UC Davis using AUV to measure climate change in Lake Tahoe



The University of California, Davis’ (UC Davis) Tahoe Environmental Research Center (TERC) has deployed an autonomous underwater vehicle (AUV) to evaluate how climate change is affecting Lake Tahoe.

Deployed earlier this month, the AUV, commonly known as a glider, will coast 150 meters under Lake Tahoe’s surface, taking measurements as it goes back and forth.

“It will continuously seesaw, or what we call yo-yo,” says UC Davis professor and researcher Alex Forrest, through KCRA.com.

“Basically what it will do is change its buoyancy to make itself sink. It will slowly glide down, and then change its buoyancy to rise, and slowly rise up through the water column.”

While in the water, the AUV will continuously measure several of the lake’s traits, including its temperature, salinity, dissolved oxygen, chlorophyll and other data. All of this information will be broadcast back to researchers.

The AUV has a satellite phone connection inside of it, which it will use to “text message its position” to researchers, and update information it collects as it travels across the lake, back and forth, over the next few months.

According to Forrest, the AUV is especially beneficial for operations in Lake Tahoe because it allows research missions to continue even during major weather events.

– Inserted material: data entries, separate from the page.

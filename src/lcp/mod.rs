//! Lemke-Howson solver module.
//!
//! Nash equilibria of two-player strategic games via complementary pivoting
//! on the linear complementarity problem of the bimatrix game.
//!
//! # Overview
//!
//! The game `(a, b)` is shifted so every payoff is positive and written as
//! two tableaux, one per player:
//!
//! ```text
//! player 1:  [A1 | I] (y, s) = 1     A1 = a + shift      (n1 × n2)
//! player 2:  [A2 | I] (x, r) = 1     A2 = (b + shift)ᵀ   (n2 × n1)
//! ```
//!
//! Labels `1..=n1` belong to player 1's strategies, `n1+1..=n1+n2` to player
//! 2's. A label is present when either its strategy variable or its slack is
//! nonbasic. Starting at the artificial equilibrium (all slacks basic), a
//! Lemke path drops one label and pivots until it is picked up again, ending
//! at another completely labeled point.
//!
//! Following paths from every reachable endpoint with every label finds
//! additional equilibria; [`LemkeSearch`] does that with optional caps on the
//! number of solutions and the path depth.
//!
//! # Example
//!
//! ```
//! use lemke_howson::games::classic;
//! use lemke_howson::lcp::{solve_strategic, LcpConfig};
//! use num_rational::BigRational;
//!
//! let game = classic::battle_of_the_sexes();
//! let profiles = solve_strategic::<BigRational>(&game, LcpConfig::default()).unwrap();
//!
//! assert_eq!(profiles.len(), 3);
//! ```
//!
//! # References
//!
//! - Lemke, C. E., Howson, J. T. "Equilibrium Points of Bimatrix Games" (1964)
//! - von Stengel, B. "Computing Equilibria for Two-Person Games" (2002)

pub mod bfs;
pub mod config;
pub mod error;
pub mod linalg;
pub mod profile;
pub mod scalar;
pub mod search;
pub mod solver;
pub mod tableau;

pub use bfs::Bfs;
pub use config::{ConfigError, LcpConfig, SolveStats};
pub use error::LcpError;
pub use linalg::{Matrix, Vector};
pub use profile::{write_profiles, MixedStrategyProfile, PlayerRecord, ProfileRecord};
pub use scalar::Scalar;
pub use search::{Expansion, LemkeSearch};
pub use solver::{solve_strategic, LcpSolver};
pub use tableau::{LHTableau, Tableau, Variable, DEFAULT_MAX_PIVOTS};
//! Lemke-Howson equilibrium finder.
//!
//! Usage:
//!   cargo run --release --bin lcp -- [OPTIONS] [GAMES]...
//!
//! Every equilibrium found is printed as `NE,p1,...,pn` with player 1's
//! probabilities first. Several game files are solved in parallel and
//! reported in the order given.
//!
//! Examples:
//!   lcp --demo battle-of-the-sexes --rational
//!   lcp --stop-after 1 --decimals 4 game.json
//!   lcp --restrict 0:0,2 --json --stats game.json

use std::io::Write;
use std::path::PathBuf;
use std::process;

use clap::Parser;
use indicatif::{ProgressBar, ProgressStyle};
use log::{debug, error};
use num_rational::BigRational;
use rayon::prelude::*;
use serde::Serialize;

use lemke_howson::games::{classic, GameError, StrategicGame, StrategySupport};
use lemke_howson::lcp::{
    write_profiles, LcpConfig, LcpError, LcpSolver, ProfileRecord, Scalar, SolveStats,
};

#[derive(Parser, Debug)]
#[command(author, version, about = "Nash equilibria of two-player games by Lemke-Howson pivoting", long_about = None)]
struct Args {
    /// Game files in JSON format
    games: Vec<PathBuf>,

    /// Built-in game to solve (repeatable)
    #[arg(long, value_parser = clap::builder::PossibleValuesParser::new(classic::NAMES))]
    demo: Vec<String>,

    /// Configuration JSON file; flags below override its values
    #[arg(short, long)]
    config: Option<PathBuf>,

    /// Stop after this many equilibria (0 = no limit, 1 = single path)
    #[arg(long)]
    stop_after: Option<usize>,

    /// Maximum Lemke path depth of the search (0 = no limit)
    #[arg(long)]
    max_depth: Option<usize>,

    /// Pivot budget of a single Lemke path
    #[arg(long)]
    max_pivots: Option<usize>,

    /// Decimal places for floating point output
    #[arg(short, long)]
    decimals: Option<usize>,

    /// Pivot in exact rational arithmetic
    #[arg(short, long)]
    rational: bool,

    /// Restrict a player's strategies, as `player:i,j,...` (0-based, repeatable)
    #[arg(long, value_parser = parse_restriction)]
    restrict: Vec<Restriction>,

    /// Print JSON reports instead of CSV lines
    #[arg(long)]
    json: bool,

    /// Report search statistics
    #[arg(long)]
    stats: bool,
}

#[derive(Debug, Clone)]
struct Restriction {
    player: usize,
    strategies: Vec<usize>,
}

fn parse_restriction(text: &str) -> Result<Restriction, String> {
    let (player, list) = text
        .split_once(':')
        .ok_or_else(|| format!("expected player:i,j,... but got '{}'", text))?;
    let player = player
        .trim()
        .parse()
        .map_err(|e| format!("bad player index '{}': {}", player, e))?;
    let strategies = list
        .split(',')
        .map(|s| {
            s.trim()
                .parse()
                .map_err(|e| format!("bad strategy index '{}': {}", s, e))
        })
        .collect::<Result<Vec<usize>, String>>()?;
    Ok(Restriction { player, strategies })
}

/// A game to solve, tagged with where it came from.
struct Input {
    name: String,
    game: Result<StrategicGame, GameError>,
}

#[derive(Serialize)]
struct GameReport {
    source: String,
    title: String,
    profiles: Vec<ProfileRecord>,
    #[serde(skip_serializing_if = "Option::is_none")]
    stats: Option<SolveStats>,
}

#[derive(Debug)]
enum RunError {
    Game(GameError),
    Lcp(LcpError),
    Output(String),
}

impl std::fmt::Display for RunError {
    fn fmt(&self, f: &mut std::fmt::Formatter<'_>) -> std::fmt::Result {
        match self {
            Self::Game(e) => write!(f, "{}", e),
            Self::Lcp(e) => write!(f, "{}", e),
            Self::Output(e) => write!(f, "Output error: {}", e),
        }
    }
}

impl From<GameError> for RunError {
    fn from(e: GameError) -> Self {
        Self::Game(e)
    }
}

impl From<LcpError> for RunError {
    fn from(e: LcpError) -> Self {
        Self::Lcp(e)
    }
}

fn main() {
    env_logger::init();
    let args = Args::parse();

    let config = match load_config(&args) {
        Ok(config) => config,
        Err(e) => {
            eprintln!("Error: {}", e);
            process::exit(2);
        }
    };
    debug!("Solver configuration: {:?}", config);

    let inputs: Vec<Input> = args
        .demo
        .iter()
        .map(|name| Input {
            name: name.clone(),
            game: classic::by_name(name)
                .ok_or_else(|| GameError::InvalidGame(format!("unknown demo '{}'", name))),
        })
        .chain(args.games.iter().map(|path| Input {
            name: path.display().to_string(),
            game: StrategicGame::from_json_file(path),
        }))
        .collect();

    if inputs.is_empty() {
        eprintln!("Error: no games given; pass JSON files or --demo <name>");
        process::exit(2);
    }

    let progress = if inputs.len() > 1 {
        let bar = ProgressBar::new(inputs.len() as u64);
        bar.set_style(
            ProgressStyle::with_template("{spinner} [{elapsed_precise}] {bar:40} {pos}/{len} {msg}")
                .unwrap_or_else(|_| ProgressStyle::default_bar()),
        );
        bar
    } else {
        ProgressBar::hidden()
    };

    // Solve in parallel; collect keeps input order
    let results: Vec<(String, Result<String, RunError>)> = inputs
        .par_iter()
        .map(|input| {
            let result = solve_input(input, &args, &config);
            progress.inc(1);
            progress.set_message(input.name.clone());
            (input.name.clone(), result)
        })
        .collect();
    progress.finish_and_clear();

    let stdout = std::io::stdout();
    let mut out = stdout.lock();
    let mut failures = 0;
    for (name, result) in results {
        match result {
            Ok(text) => {
                if let Err(e) = out.write_all(text.as_bytes()) {
                    error!("Failed to write output: {}", e);
                    process::exit(1);
                }
            }
            Err(e) => {
                failures += 1;
                eprintln!("Error in {}: {}", name, e);
            }
        }
    }

    if failures > 0 {
        process::exit(1);
    }
}

fn load_config(args: &Args) -> Result<LcpConfig, String> {
    let mut config = match &args.config {
        Some(path) => LcpConfig::from_json_file(path).map_err(|e| e.to_string())?,
        None => LcpConfig::default(),
    };

    if let Some(stop_after) = args.stop_after {
        config = config.with_stop_after(stop_after);
    }
    if let Some(max_depth) = args.max_depth {
        config = config.with_max_depth(max_depth);
    }
    if let Some(max_pivots) = args.max_pivots {
        config = config.with_max_pivots(max_pivots);
    }
    if let Some(decimals) = args.decimals {
        config = config.with_decimals(decimals);
    }

    config.validate().map_err(|e| e.to_string())?;
    Ok(config)
}

fn solve_input(input: &Input, args: &Args, config: &LcpConfig) -> Result<String, RunError> {
    let game = input.game.as_ref().map_err(|e| RunError::Game(e.clone()))?;

    let mut support = StrategySupport::full(game);
    for restriction in &args.restrict {
        support = support.restrict(restriction.player, &restriction.strategies)?;
    }

    if args.rational {
        report::<BigRational>(input, &support, args, config)
    } else {
        report::<f64>(input, &support, args, config)
    }
}

fn report<T: Scalar>(
    input: &Input,
    support: &StrategySupport<'_>,
    args: &Args,
    config: &LcpConfig,
) -> Result<String, RunError> {
    let mut solver = LcpSolver::<T>::new(config.clone());
    let profiles = solver.solve(support)?;
    let stats = solver.stats().clone();

    if args.json {
        let report = GameReport {
            source: input.name.clone(),
            title: support.game().title().to_string(),
            profiles: profiles
                .iter()
                .map(|p| p.to_record(support, config.decimals))
                .collect(),
            stats: args.stats.then_some(stats),
        };
        let mut text =
            serde_json::to_string_pretty(&report).map_err(|e| RunError::Output(e.to_string()))?;
        text.push('\n');
        return Ok(text);
    }

    let mut buffer = Vec::new();
    if args.games.len() + args.demo.len() > 1 {
        writeln!(buffer, "# {}", input.name).map_err(|e| RunError::Output(e.to_string()))?;
    }
    write_profiles(&mut buffer, "NE", &profiles, config.decimals)
        .map_err(|e| RunError::Output(e.to_string()))?;
    if args.stats {
        writeln!(
            buffer,
            "# nodes={} pivots={} duplicates={} capped={} depth_cutoffs={} max_depth={} candidates={} discarded={} elapsed={:.3}s",
            stats.nodes_visited,
            stats.pivots,
            stats.duplicates,
            stats.capped,
            stats.depth_cutoffs,
            stats.max_depth_reached,
            stats.candidates,
            stats.discarded,
            stats.elapsed_seconds
        )
        .map_err(|e| RunError::Output(e.to_string()))?;
    }

    String::from_utf8(buffer).map_err(|e| RunError::Output(e.to_string()))
}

“When we get more severe storm events, when we get more severe winds, this is something we can understand by having autonomous robots, when we couldn't otherwise be out there,” Forrest says.

“The advantage of using this, as opposed to going out with a boat for traditional-style sampling, is this is able to come up and do work continuously -- even during big storm events.”

​Besides being used in Lake Tahoe, the AUV was recently used to study Antarctica, and it will continue to be deployed for research there, as well as in the Artic, and other oceans and lakes all over the world.